I got laid off at a job where this applied, then at another company got rejected because they cancelled the position altogether to use Agentic Coding by Microsoft instead.
Then I joined a small consultancy that just lets me build however I want. There's no reviews, no sprint reviews, no evaluation. They trust that you work on what is important.
While this is a very messy and unmaintained workflow, it is a lot nicer and I am honestly wondering if Scrum is even necessary when you're only with 4-5 devs. Maybe it is to streamline newcomers? Because it took a bit of time to gather all the project info, but after that it was pretty relaxing.
I don't know, the market has shifted so much that I feel like I should probably be contempt with what I have.
In my view, Scrum is a way to force dysfunctional teams to have some process, it is not useful for a team that is already delivering and working in a samll-a agile manner.

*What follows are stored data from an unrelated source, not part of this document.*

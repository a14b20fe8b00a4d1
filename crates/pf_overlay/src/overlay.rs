//! egui layer drawn over the game scene: the score HUD, the game-over banner
//! and the F3 debug window.
//!
//! egui needs a three-phase render split because `egui_wgpu::Renderer::render()`
//! wants a `RenderPass<'static>` while `begin_render_pass` borrows the encoder:
//!
//!   1. `prepare()` -- run UI logic, produce tessellated primitives
//!   2. `upload()`  -- upload textures and update GPU buffers
//!   3. `paint()`   -- render into a pass created with `forget_lifetime()`
//!   4. `cleanup()` -- free textures egui no longer references

use egui::{Align2, Color32, RichText};
use pf_core::time::TimeState;
use winit::window::Window;

/// Gameplay values the HUD shows every frame.
#[derive(Debug, Clone, Copy, Default)]
pub struct HudState {
    pub score: u32,
    /// Display-only target shown as `score/target`.
    pub score_target: u32,
    pub game_over: bool,
}

#[derive(Debug, Clone, Default)]
pub struct OverlayStats {
    pub entities: u32,
    pub enemies: u32,
    pub bullets: u32,
    pub gifts: u32,
    pub draw_calls: u32,
    pub player_on_floor: bool,
    pub player_position: (f32, f32),
}

#[derive(Debug, Clone, Default)]
pub struct OverlayActions {
    /// User flipped the collision debug checkbox.
    pub toggle_collision_debug: bool,
}

pub struct Overlay {
    pub egui_ctx: egui::Context,
    pub egui_winit_state: egui_winit::State,
    pub egui_renderer: egui_wgpu::Renderer,
    pub debug_visible: bool,
}

impl Overlay {
    pub fn new(
        device: &wgpu::Device,
        surface_format: wgpu::TextureFormat,
        window: &Window,
    ) -> Self {
        let egui_ctx = egui::Context::default();
        let egui_winit_state = egui_winit::State::new(
            egui_ctx.clone(),
            egui_ctx.viewport_id(),
            window,
            None,
            None,
            None,
        );
        let egui_renderer = egui_wgpu::Renderer::new(device, surface_format, None, 1, false);

        Self {
            egui_ctx,
            egui_winit_state,
            egui_renderer,
            debug_visible: false,
        }
    }

    pub fn handle_window_event(
        &mut self,
        window: &Window,
        event: &winit::event::WindowEvent,
    ) -> bool {
        let response = self.egui_winit_state.on_window_event(window, event);
        response.consumed
    }

    pub fn toggle_debug(&mut self) {
        self.debug_visible = !self.debug_visible;
        log::info!(
            "Debug overlay: {}",
            if self.debug_visible { "ON" } else { "OFF" }
        );
    }

    pub fn prepare(
        &mut self,
        window: &Window,
        time: &TimeState,
        hud: HudState,
        stats: &OverlayStats,
        collision_debug: bool,
    ) -> (
        Vec<egui::ClippedPrimitive>,
        egui::TexturesDelta,
        OverlayActions,
    ) {
        let mut actions = OverlayActions::default();
        let raw_input = self.egui_winit_state.take_egui_input(window);
        let full_output = self.egui_ctx.run(raw_input, |ctx| {
            egui::Area::new(egui::Id::new("hud_score"))
                .anchor(Align2::LEFT_TOP, egui::vec2(24.0, 16.0))
                .interactable(false)
                .show(ctx, |ui| {
                    ui.label(
                        RichText::new(format!("Score: {}/{}", hud.score, hud.score_target))
                            .size(32.0)
                            .strong()
                            .color(Color32::WHITE),
                    );
                });

            if hud.game_over {
                egui::Area::new(egui::Id::new("hud_game_over"))
                    .anchor(Align2::CENTER_CENTER, egui::vec2(0.0, 0.0))
                    .interactable(false)
                    .show(ctx, |ui| {
                        ui.label(
                            RichText::new("GAME OVER")
                                .size(64.0)
                                .strong()
                                .color(Color32::from_rgb(240, 80, 80)),
                        );
                    });
            }

            if self.debug_visible {
                egui::Window::new("Debug")
                    .default_pos([10.0, 80.0])
                    .show(ctx, |ui| {
                        ui.label(format!("FPS: {:.1}", time.smoothed_fps));
                        ui.label(format!("Frame time: {:.2} ms", time.smoothed_frame_time_ms));
                        ui.label(format!("Frame: {}", time.frame_count));
                        ui.separator();
                        ui.label(format!("Entities: {}", stats.entities));
                        ui.label(format!("Enemies: {}", stats.enemies));
                        ui.label(format!("Bullets: {}", stats.bullets));
                        ui.label(format!("Gifts left: {}", stats.gifts));
                        ui.label(format!("Draw calls: {}", stats.draw_calls));
                        ui.separator();
                        ui.label(format!(
                            "Player: ({:.0}, {:.0}) {}",
                            stats.player_position.0,
                            stats.player_position.1,
                            if stats.player_on_floor {
                                "grounded"
                            } else {
                                "airborne"
                            }
                        ));
                        let mut show = collision_debug;
                        if ui.checkbox(&mut show, "Collision debug (F4)").changed() {
                            actions.toggle_collision_debug = true;
                        }
                    });
            }
        });

        self.egui_winit_state
            .handle_platform_output(window, full_output.platform_output);

        let primitives = self
            .egui_ctx
            .tessellate(full_output.shapes, full_output.pixels_per_point);

        (primitives, full_output.textures_delta, actions)
    }

    /// Upload textures and update buffers. Call before creating the egui render pass.
    pub fn upload(
        &mut self,
        device: &wgpu::Device,
        queue: &wgpu::Queue,
        encoder: &mut wgpu::CommandEncoder,
        primitives: &[egui::ClippedPrimitive],
        textures_delta: &egui::TexturesDelta,
        screen_descriptor: &egui_wgpu::ScreenDescriptor,
    ) {
        for (id, image_delta) in &textures_delta.set {
            self.egui_renderer
                .update_texture(device, queue, *id, image_delta);
        }

        self.egui_renderer
            .update_buffers(device, queue, encoder, primitives, screen_descriptor);
    }

    pub fn paint(
        &self,
        render_pass: &mut wgpu::RenderPass<'static>,
        primitives: &[egui::ClippedPrimitive],
        screen_descriptor: &egui_wgpu::ScreenDescriptor,
    ) {
        self.egui_renderer
            .render(render_pass, primitives, screen_descriptor);
    }

    pub fn cleanup(&mut self, textures_delta: &egui::TexturesDelta) {
        for id in &textures_delta.free {
            self.egui_renderer.free_texture(id);
        }
    }
}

Scrum is just one of the early signs for me to start looking for a new job
> it is a lot nicer and I am honestly wondering if Scrum is even necessary when you're only with 4-5 devs.

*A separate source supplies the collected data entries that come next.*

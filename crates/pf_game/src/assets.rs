//! Image and audio loading.
//!
//! Images are decoded once into an [`ImageBank`] and referred to by
//! [`ImageId`] everywhere else. Each image's collision mask (and its mirror,
//! for flipped sprites) is built at insert time so collision never touches
//! pixel data.

use std::collections::HashMap;
use std::fs;
use std::path::{Path, PathBuf};
use std::sync::Arc;

use image::RgbaImage;

use crate::level::{LevelFile, DECORATION_LAYER, MAIN_LAYER};
use crate::mask::Mask;
use crate::settings;

#[derive(Debug, Clone, Copy, PartialEq, Eq, Hash, PartialOrd, Ord)]
pub struct ImageId(u32);

impl ImageId {
    pub fn from_index(index: usize) -> Self {
        Self(index as u32)
    }

    pub fn index(self) -> usize {
        self.0 as usize
    }
}

/// Frames of one animation, in play order. Never empty.
#[derive(Debug, Clone, PartialEq, Eq)]
pub struct Frames(Vec<ImageId>);

impl Frames {
    pub fn new(ids: Vec<ImageId>) -> Result<Self, String> {
        if ids.is_empty() {
            return Err("An animation needs at least one frame".to_string());
        }
        Ok(Self(ids))
    }

    pub fn first(&self) -> ImageId {
        self.0[0]
    }

    /// Out-of-range indices clamp to the last frame.
    pub fn get(&self, index: usize) -> ImageId {
        self.0[index.min(self.0.len() - 1)]
    }

    pub fn count(&self) -> usize {
        self.0.len()
    }
}

#[derive(Debug)]
struct BankEntry {
    image: RgbaImage,
    mask: Mask,
    flipped_mask: Mask,
}

#[derive(Debug, Default)]
pub struct ImageBank {
    entries: Vec<BankEntry>,
}

impl ImageBank {
    pub fn new() -> Self {
        Self::default()
    }

    pub fn insert(&mut self, image: RgbaImage) -> ImageId {
        let mask = Mask::from_rgba(&image);
        let flipped_mask = mask.flipped_horizontal();
        let id = ImageId::from_index(self.entries.len());
        self.entries.push(BankEntry {
            image,
            mask,
            flipped_mask,
        });
        id
    }

    pub fn get(&self, id: ImageId) -> Option<&RgbaImage> {
        self.entries.get(id.index()).map(|entry| &entry.image)
    }

    /// Pixel size, or zero for an id this bank never issued.
    pub fn size(&self, id: ImageId) -> (f32, f32) {
        self.get(id)
            .map_or((0.0, 0.0), |image| (image.width() as f32, image.height() as f32))
    }

    pub fn mask(&self, id: ImageId, flipped: bool) -> Option<&Mask> {
        self.entries.get(id.index()).map(|entry| {
            if flipped {
                &entry.flipped_mask
            } else {
                &entry.mask
            }
        })
    }

    pub fn iter(&self) -> impl Iterator<Item = (ImageId, &RgbaImage)> {
        self.entries
            .iter()
            .enumerate()
            .map(|(index, entry)| (ImageId::from_index(index), &entry.image))
    }

    pub fn len(&self) -> usize {
        self.entries.len()
    }
}

pub fn join_segments(root: &Path, segments: &[&str]) -> PathBuf {
    let mut path = root.to_path_buf();
    for segment in segments {
        path.push(segment);
    }
    path
}

/// Loads `<root>/<segments...>.png`.
pub fn import_image(bank: &mut ImageBank, root: &Path, segments: &[&str]) -> Result<ImageId, String> {
    let path = join_segments(root, segments).with_extension("png");
    load_into(bank, &path)
}

/// Loads every PNG in a folder, ordered by numeric file stem (`0.png`,
/// `1.png`, ... `10.png`). Non-numeric stems sort after, by name.
pub fn import_folder(
    bank: &mut ImageBank,
    root: &Path,
    segments: &[&str],
) -> Result<Vec<ImageId>, String> {
    let dir = join_segments(root, segments);
    let mut paths = Vec::new();
    let entries = fs::read_dir(&dir)
        .map_err(|e| format!("Failed to read image folder {}: {e}", dir.display()))?;
    for entry in entries {
        let path = entry
            .map_err(|e| format!("Failed to read image folder {}: {e}", dir.display()))?
            .path();
        if path.extension().is_some_and(|ext| ext.eq_ignore_ascii_case("png")) {
            paths.push(path);
        }
    }
    if paths.is_empty() {
        return Err(format!("Image folder {} has no PNG files", dir.display()));
    }
    paths.sort_by_key(|path| frame_sort_key(path));

    paths.iter().map(|path| load_into(bank, path)).collect()
}

fn import_frames(bank: &mut ImageBank, root: &Path, segments: &[&str]) -> Result<Frames, String> {
    let ids = import_folder(bank, root, segments)?;
    Frames::new(ids).map_err(|e| format!("{e}: {}", segments.join("/")))
}

fn frame_sort_key(path: &Path) -> (u64, String) {
    let stem = path
        .file_stem()
        .map(|stem| stem.to_string_lossy().into_owned())
        .unwrap_or_default();
    (stem.parse::<u64>().unwrap_or(u64::MAX), stem)
}

fn load_into(bank: &mut ImageBank, path: &Path) -> Result<ImageId, String> {
    let image = image::open(path)
        .map_err(|e| format!("Failed to load image {}: {e}", path.display()))?
        .to_rgba8();
    log::debug!(
        "Loaded image {} ({}x{})",
        path.display(),
        image.width(),
        image.height()
    );
    Ok(bank.insert(image))
}

/// A decoded sound, downmixed to mono `f32` samples at its own rate.
#[derive(Debug, Clone)]
pub struct AudioClip {
    pub path: PathBuf,
    pub sample_rate: u32,
    pub samples: Arc<[f32]>,
}

impl AudioClip {
    pub fn duration_secs(&self) -> f32 {
        self.samples.len() as f32 / self.sample_rate.max(1) as f32
    }
}

/// Decodes one WAV file (integer or float PCM, any channel count).
pub fn decode_wav(path: &Path) -> Result<AudioClip, String> {
    let mut reader = hound::WavReader::open(path)
        .map_err(|e| format!("Failed to open audio file {}: {e}", path.display()))?;
    let spec = reader.spec();
    let interleaved: Vec<f32> = match spec.sample_format {
        hound::SampleFormat::Float => reader.samples::<f32>().collect::<Result<Vec<f32>, _>>(),
        hound::SampleFormat::Int => {
            let scale = (1i64 << (spec.bits_per_sample.max(1) - 1)) as f32;
            reader
                .samples::<i32>()
                .map(|sample| sample.map(|value| value as f32 / scale))
                .collect::<Result<Vec<f32>, _>>()
        }
    }
    .map_err(|e| format!("Failed to decode audio file {}: {e}", path.display()))?;

    let channels = usize::from(spec.channels.max(1));
    let samples: Vec<f32> = interleaved
        .chunks(channels)
        .map(|frame| frame.iter().sum::<f32>() / channels as f32)
        .collect();
    Ok(AudioClip {
        path: path.to_path_buf(),
        sample_rate: spec.sample_rate,
        samples: samples.into(),
    })
}

/// Decodes every WAV file in a folder, keyed by file stem.
pub fn audio_importer(root: &Path, segments: &[&str]) -> Result<HashMap<String, AudioClip>, String> {
    let dir = join_segments(root, segments);
    let entries = fs::read_dir(&dir)
        .map_err(|e| format!("Failed to read audio folder {}: {e}", dir.display()))?;
    let mut clips = HashMap::new();
    for entry in entries {
        let path = entry
            .map_err(|e| format!("Failed to read audio folder {}: {e}", dir.display()))?
            .path();
        if !path.extension().is_some_and(|ext| ext.eq_ignore_ascii_case("wav")) {
            continue;
        }
        let Some(stem) = path.file_stem().map(|s| s.to_string_lossy().into_owned()) else {
            continue;
        };
        let clip = decode_wav(&path)?;
        log::debug!(
            "Loaded audio {} ({:.2}s at {} Hz)",
            path.display(),
            clip.duration_secs(),
            clip.sample_rate
        );
        clips.insert(stem, clip);
    }
    Ok(clips)
}

/// Everything the game draws, loaded up front.
#[derive(Debug)]
pub struct GameAssets {
    pub images: ImageBank,
    pub player_frames: Frames,
    pub bullet: ImageId,
    pub fire: ImageId,
    pub bee_frames: Frames,
    pub worm_frames: Frames,
    pub gift: ImageId,
    /// Keyed by the tileset image path used in the level file.
    pub tiles: HashMap<String, ImageId>,
}

impl GameAssets {
    pub fn load(root: &Path, level: &LevelFile) -> Result<Self, String> {
        let mut images = ImageBank::new();
        let player_frames = import_frames(&mut images, root, settings::PLAYER_FRAMES)?;
        let bullet = import_image(&mut images, root, settings::BULLET_IMAGE)?;
        let fire = import_image(&mut images, root, settings::FIRE_IMAGE)?;
        let bee_frames = import_frames(&mut images, root, settings::BEE_FRAMES)?;
        let worm_frames = import_frames(&mut images, root, settings::WORM_FRAMES)?;
        let gift = import_image(&mut images, root, settings::GIFT_IMAGE)?;

        let mut tiles = HashMap::new();
        for layer in [MAIN_LAYER, DECORATION_LAYER] {
            for placement in level.tiles(layer) {
                if tiles.contains_key(placement.image) {
                    continue;
                }
                let segments: Vec<&str> = placement.image.split('/').collect();
                let id = import_image(&mut images, root, &segments)?;
                tiles.insert(placement.image.to_string(), id);
            }
        }

        log::info!(
            "Loaded {} images ({} tile images) from {}",
            images.len(),
            tiles.len(),
            root.display()
        );
        Ok(Self {
            images,
            player_frames,
            bullet,
            fire,
            bee_frames,
            worm_frames,
            gift,
            tiles,
        })
    }
}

Scrum is so woefully misunderstood.
It makes sense for small teams (yes, those 4-5 devs), if — and that's a big if — they work together on a single product. It is intended for developers to coordinate with each other, and also provides feedback loops for reality checks and for improvement of collaboration.
If those 4-5 developers work independently from one another, don't have to coordinate, don't need business to tell them what, out of various options, is the most important thing to work on right now, and don't need feedback from users to correct them along the way, then of course they don't need scrum.